Enough Is Freedom
Owen Murphy
| 25-01-2026
· News team
Knowing when money is “enough” is less about a number and more about freedom of choice. The best indicator is practical: when income from your assets lets you stop doing work you don’t enjoy—without anxiety about bills.
Use the framework below to test sufficiency and then allocate wealth so you never outrun your money.

What Is Enough

“Enough” varies by lifestyle, but durable targets help. Many households aim for 25–50 times annual expenses invested. Another pragmatic yardstick is a dynamic safe withdrawal rate that flexes with interest rates. When a 10-year benchmark government-bond yield is 3%, using roughly a cautious fraction of that (about 2.4%) can serve as a conservative withdrawal guardrail—especially when you also account for inflation, taxes, and time horizon.
William J. Bernstein, investor and author, writes, “If you’ve won the game, stop playing.”

Walk-Away Test

A clean test of sufficiency: would you walk away from tasks you dislike if paid more to keep doing them? When choosing between commuting versus caring for family, sales quotas versus mid-morning exercise, or late meetings versus helping a parent, “freedom first” answers mean the assets are doing their job.

Rate-Based Math

Translate spending into capital needs using a safety-first rate. Desired spend ÷ “realistic SWR” = required principal. Example: $120,000 ÷ 2.4% ≈ $5,000,000. This approach scales with markets and keeps withdrawal discipline anchored to prevailing high-quality yield benchmarks, rather than optimism.

Defense Vs. Growth

Cash, short-duration high-quality bonds, and high-grade municipal bonds can offer stability and liquidity; they form the backbone of an income floor. Equities and real estate have historically outpaced inflation but fluctuate. The goal isn’t choosing one or the other—it’s sequencing: secure essentials first, then seek growth with money you don’t need to survive.

Two-Bucket Plan

Divide net worth into a capital-stable bucket and a growth bucket. The first is designed to cover 100% of core living costs—housing, food, healthcare, taxes—without forcing sales of volatile holdings in a downturn. The second seeks long-term growth across global stocks, diversified real estate, and other ventures, acknowledging near-term swings.

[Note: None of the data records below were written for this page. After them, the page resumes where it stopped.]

//! Fixed-bit packing of surrogate ids.
//!
//! Values are laid out back to back, least significant bit first, so value
//! `i` occupies bits `[i * bits, (i + 1) * bits)` of the packed buffer.

/// Returns the number of bits needed to store ids `0..cardinality`.
///
/// Always at least 1.
#[must_use]
pub fn bits_required(cardinality: u32) -> u8 {
    if cardinality <= 1 {
        return 1;
    }
    (32 - (cardinality - 1).leading_zeros()) as u8
}

/// Returns the byte length of `count` values packed at `bits` each.
#[must_use]
pub fn packed_len(count: u64, bits: u8) -> u64 {
    (count * u64::from(bits)).div_ceil(8)
}

/// Packs values into a byte buffer.
#[derive(Debug)]
pub struct BitPacker {
    buf: Vec<u8>,
    bits: u8,
    acc: u64,
    acc_bits: u32,
}

impl BitPacker {
    /// Creates a packer for values of `bits` width (1..=32).
    #[must_use]
    pub fn new(bits: u8, capacity: usize) -> Self {
        Self {
            buf: Vec::with_capacity(packed_len(capacity as u64, bits) as usize),
            bits,
            acc: 0,
            acc_bits: 0,
        }
    }

    /// Appends a value. Bits above the configured width are dropped.
    pub fn push(&mut self, value: u32) {
        let mask = if self.bits >= 32 {
            u64::from(u32::MAX)
        } else {
            (1u64 << self.bits) - 1
        };
        self.acc |= (u64::from(value) & mask) << self.acc_bits;
        self.acc_bits += u32::from(self.bits);
        while self.acc_bits >= 8 {
            self.buf.push(self.acc as u8);
            self.acc >>= 8;
            self.acc_bits -= 8;
        }
    }

    /// Returns the packed bytes.
    #[must_use]
    pub fn finish(mut self) -> Vec<u8> {
        if self.acc_bits > 0 {
            self.buf.push(self.acc as u8);
        }
        self.buf
    }
}

/// Reads value `index` from a packed buffer.
///
/// Returns `None` if the value extends past the end of `data`.
#[must_use]
pub fn read_packed(data: &[u8], bits: u8, index: u64) -> Option<u32> {
    let bit_offset = index.checked_mul(u64::from(bits))?;
    let first = usize::try_from(bit_offset / 8).ok()?;
    let shift = (bit_offset % 8) as u32;
    let needed = (shift + u32::from(bits)).div_ceil(8) as usize;
    let window = data.get(first..first + needed)?;

    let mut word = 0u64;
    for (i, &byte) in window.iter().enumerate() {
        word |= u64::from(byte) << (8 * i);
    }
    let mask = if bits >= 32 {
        u64::from(u32::MAX)
    } else {
        (1u64 << bits) - 1
    };
    Some(((word >> shift) & mask) as u32)
}
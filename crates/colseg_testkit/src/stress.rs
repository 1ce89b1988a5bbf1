//! Concurrent readers for stress tests.
//!
//! Reader threads take fresh snapshots in a loop and check them while the
//! test rebuilds the segment underneath.

use colseg_core::{SegmentDirectory, SegmentReader};
use std::sync::atomic::{AtomicBool, Ordering};
use std::sync::Arc;
use std::thread::{self, JoinHandle};

/// Checks one snapshot, returning a description of the first problem.
pub type SnapshotCheck = fn(&SegmentReader) -> Result<(), String>;

/// Reader threads running until stopped.
pub struct ReaderPool {
    stop: Arc<AtomicBool>,
    handles: Vec<JoinHandle<Result<usize, String>>>,
}

impl ReaderPool {
    /// Starts `threads` readers running `check` against fresh snapshots.
    pub fn spawn(dir: Arc<SegmentDirectory>, threads: usize, check: SnapshotCheck) -> Self {
        let stop = Arc::new(AtomicBool::new(false));
        let handles = (0..threads)
            .map(|_| {
                let dir = Arc::clone(&dir);
                let stop = Arc::clone(&stop);
                thread::spawn(move || {
                    let mut snapshots = 0;
                    loop {
                        check(&dir.reader())?;
                        snapshots += 1;
                        if stop.load(Ordering::Acquire) {
                            return Ok(snapshots);
                        }
                    }
                })
            })
            .collect();
        Self { stop, handles }
    }

    /// Stops every reader and returns the number of snapshots checked.
    ///
    /// # Errors
    ///
    /// Returns the first check failure.
    pub fn stop(self) -> Result<usize, String> {
        self.stop.store(true, Ordering::Release);
        let mut total = 0;
        for handle in self.handles {
            total += handle
                .join()
                .map_err(|_| "reader thread panicked".to_string())??;
        }
        Ok(total)
    }
}

/// Checks a snapshot of the standard scenario.
///
/// Every snapshot must be internally consistent: the values of sampled
/// documents and, if present, the inverted index must agree with the
/// scenario data.
pub fn check_user_country(reader: &SegmentReader) -> Result<(), String> {
    let docs = reader.metadata().total_docs;
    let user = reader.column("userId").map_err(|e| e.to_string())?;
    let country = reader.column("country").map_err(|e| e.to_string())?;

    for doc in (0..docs).step_by(97) {
        if user.value(doc) != Some(crate::fixtures::user_id(doc)) {
            return Err(format!("userId mismatch at {doc} in {}", reader.generation()));
        }
        if country.value(doc) != Some(crate::fixtures::country(doc)) {
            return Err(format!("country mismatch at {doc} in {}", reader.generation()));
        }
    }

    if docs > 0 {
        let doc = docs / 2;
        let expected = crate::fixtures::user_id(doc);
        if let Some(hits) = user.doc_ids(&expected).map_err(|e| e.to_string())? {
            if !hits.contains(doc) || hits.len() != 1 {
                return Err(format!("inverted userId lookup wrong in {}", reader.generation()));
            }
        }
    }
    Ok(())
}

Lean Financial Independence

Spending target: $30,000 on an $800,000 net worth. At a 4.5% high-confidence income target, set aside roughly $667,000 in capital-stable holdings, leaving about $133,000 for growth. The conservative split may feel heavy, but that’s the point: independence first, upside second. If that allocation feels too tight, the honest conclusion is “not enough yet.”

Right Percentages

Once needs are met, a 20%–50% allocation to capital-stable assets fits many households who claim to have “enough.” Less than 20% can signal underspending relative to wealth; more than 50% can starve future growth and long-range goals. A 50/50 default is emotionally comfortable, simple to maintain, and easy to monitor.

Why Risk Persists

Two forces keep investors chasing: relative comparisons (wanting “more than peers”) and outsized fears (imagining worst-case scenarios). There’s also the craftsmanship motive—some simply enjoy the building. If taking risk is purposeful (e.g., future education costs, starting a venture), acknowledge it and size the growth bucket accordingly.

Practical Steps

1) Calculate true annual spending, including taxes and irregular costs.
2) Set an income floor with high-quality, liquid income assets to cover 100% of essentials.
3) Put the balance in a diversified growth sleeve (global stocks, low-cost funds, and selective real assets).
4) Write a one-page Investment Policy Statement—targets, ranges, and rebalance rules.
5) Automate distributions from the income bucket and contributions to growth.
6) Review quarterly; only rebalance when drift exceeds predefined bands.
7) Add “joy and generosity” lines to the budget so wealth is used, not just tallied.

Guardrails That Help

Use a rising equity glidepath if retiring into weakness (gradually add risk as the floor strengthens). Maintain one year of cash outside the portfolio to avoid selling into dips. If concentrated in appreciated assets, transition with new savings and dividends to limit taxes rather than forced sales.

Signals To Shift

Move from “chase” to “maintain” when: essential expenses are covered by guaranteed income, re-employment isn’t desirable, volatility no longer feels rewarding, and the portfolio’s projected surplus at life expectancy is meaningfully positive. At that point, harvesting for life today usually beats maximizing an already ample terminal value.

Conclusion

Enough isn’t a bragging number; it’s the capacity to say no. Build an income floor that funds your real life, then let the rest pursue thoughtful growth. With a two-bucket structure, money supports choices rather than dictates them—and the goal becomes staying free, not staying in motion.